* What you are asked to do:
Below are records; copy every line among them that contains the word "Number".

[Opening Exercise materials section]

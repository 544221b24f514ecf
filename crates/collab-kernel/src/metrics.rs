//! Metrics over a task's action history: error, attribution and cumulative
//! statistics.
//!
//! Every quantity is a pure function of the task's structural parameters
//! and its action list. Per-action quantities are reached through
//! [`ActionView`], which pairs a task with an explicit action index so the
//! predecessor of an action is always `index - 1`.
//!
//! Designer scoping works by boolean masking of the flat owner arrays: a
//! designer-scoped vector contains only the entries owned by that designer,
//! in index order. A designer that owns nothing (or is not on the task)
//! yields empty vectors and zero norms.

use crate::linalg;
use crate::task::{Action, DesignerId, Task};

/// Keep the entries of `values` whose owner is `designer`, or all of them
/// when `designer` is `None`.
pub fn restrict(values: &[f64], owners: &[DesignerId], designer: Option<DesignerId>) -> Vec<f64> {
    match designer {
        None => values.to_vec(),
        Some(designer) => values
            .iter()
            .zip(owners)
            .filter(|(_, owner)| **owner == designer)
            .map(|(v, _)| *v)
            .collect(),
    }
}

/// Encode an optional index the way attribution deltas expect (`-1` for none).
fn signed(index: Option<usize>) -> i64 {
    index.map_or(-1, |i| i as i64)
}

/// An action in the context of its owning task.
#[derive(Debug, Clone, Copy)]
pub struct ActionView<'a> {
    task: &'a Task,
    index: usize,
}

impl<'a> ActionView<'a> {
    pub(crate) fn new(task: &'a Task, index: usize) -> Self {
        Self { task, index }
    }

    pub fn index(&self) -> usize {
        self.index
    }

    pub fn action(&self) -> &'a Action {
        &self.task.actions()[self.index]
    }

    /// The preceding action's view, `None` for the initialization action.
    pub fn previous(&self) -> Option<ActionView<'a>> {
        self.index
            .checked_sub(1)
            .map(|index| ActionView::new(self.task, index))
    }

    /// Milliseconds since the task started, `None` if no start time is set.
    pub fn elapsed_time(&self) -> Option<f64> {
        self.task.time_start().map(|start| self.action().time - start)
    }

    /// `M · input`, optionally restricted to the outputs owned by `designer`.
    pub fn output(&self, designer: Option<DesignerId>) -> Vec<f64> {
        let output = linalg::mat_vec(self.task.coupling(), &self.action().input);
        restrict(&output, self.task.outputs(), designer)
    }

    /// `output - target` under the same restriction.
    pub fn error(&self, designer: Option<DesignerId>) -> Vec<f64> {
        let target = restrict(self.task.target(), self.task.outputs(), designer);
        linalg::sub(&self.output(designer), &target)
    }

    pub fn error_norm(&self, designer: Option<DesignerId>) -> f64 {
        linalg::norm(&self.error(designer))
    }

    /// True if every unrestricted error component is strictly below `error_tol`.
    pub fn is_solved(&self, error_tol: f64) -> bool {
        self.error(None).iter().all(|e| e.abs() < error_tol)
    }

    /// The input vector, optionally restricted to the inputs owned by `designer`.
    pub fn input(&self, designer: Option<DesignerId>) -> Vec<f64> {
        restrict(&self.action().input, self.task.inputs(), designer)
    }

    /// Change in input relative to the previous action. All zeros for the
    /// initialization action.
    pub fn input_delta(&self, designer: Option<DesignerId>) -> Vec<f64> {
        let input = self.input(designer);
        match self.previous() {
            Some(previous) => linalg::sub(&input, &previous.input(designer)),
            None => vec![0.0; input.len()],
        }
    }

    /// Index of the first changed input, `None` if nothing changed.
    ///
    /// With a designer scope the index is into the designer's restricted
    /// vector, not the full input vector.
    pub fn input_index(&self, designer: Option<DesignerId>) -> Option<usize> {
        self.input_delta(designer).iter().position(|&d| d != 0.0)
    }

    /// Designer owning the changed input.
    ///
    /// `None` for the initialization action and for an action that changed
    /// nothing.
    pub fn input_designer(&self) -> Option<DesignerId> {
        if self.index == 0 {
            return None;
        }
        self.input_index(None).map(|i| self.task.inputs()[i])
    }

    /// Change of `input_index` relative to the previous action.
    ///
    /// Zero for the first two actions. A missing index counts as `-1`.
    pub fn input_delta_index(&self, designer: Option<DesignerId>) -> i64 {
        match self.previous() {
            Some(previous) if self.index > 1 => {
                signed(self.input_index(designer)) - signed(previous.input_index(designer))
            }
            _ => 0,
        }
    }

    /// Change of `input_designer` relative to the previous action.
    ///
    /// Zero for the first two actions. A missing designer counts as `-1`.
    pub fn input_delta_designer(&self) -> i64 {
        let as_signed = |d: Option<DesignerId>| d.map_or(-1, i64::from);
        match self.previous() {
            Some(previous) if self.index > 1 => {
                as_signed(self.input_designer()) - as_signed(previous.input_designer())
            }
            _ => 0,
        }
    }

    /// Euclidean norm of `input_delta`.
    pub fn input_delta_size(&self, designer: Option<DesignerId>) -> f64 {
        linalg::norm(&self.input_delta(designer))
    }
}

/// True if the task's last action is solved within `error_tol`.
pub fn is_solved(task: &Task, error_tol: f64) -> bool {
    task.actions()
        .len()
        .checked_sub(1)
        .and_then(|last| task.view(last))
        .is_some_and(|view| view.is_solved(error_tol))
}

/// Number of adjacent action pairs whose (designer-scoped) input differs.
pub fn count_actions(task: &Task, designer: Option<DesignerId>) -> usize {
    task.views()
        .filter_map(|view| view.previous().map(|previous| (view, previous)))
        .filter(|(view, previous)| view.input(designer) != previous.input(designer))
        .count()
}

/// Number of adjacent action pairs where the error norm strictly decreased.
pub fn count_productive_actions(task: &Task, designer: Option<DesignerId>) -> usize {
    task.views()
        .filter_map(|view| view.previous().map(|previous| (view, previous)))
        .filter(|(view, previous)| view.error_norm(designer) < previous.error_norm(designer))
        .count()
}

/// Sum of per-step input-delta norms. The initialization action contributes zero.
pub fn cumulative_input_distance_norm(task: &Task, designer: Option<DesignerId>) -> f64 {
    task.views().map(|view| view.input_delta_size(designer)).sum()
}

/// Sum of per-action error norms.
pub fn cumulative_error_norm(task: &Task, designer: Option<DesignerId>) -> f64 {
    task.views().map(|view| view.error_norm(designer)).sum()
}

[Closing Exercise materials section]

* Solution below:
/// Number of adjacent action pairs whose (designer-scoped) input differs.
/// Number of adjacent action pairs where the error norm strictly decreased.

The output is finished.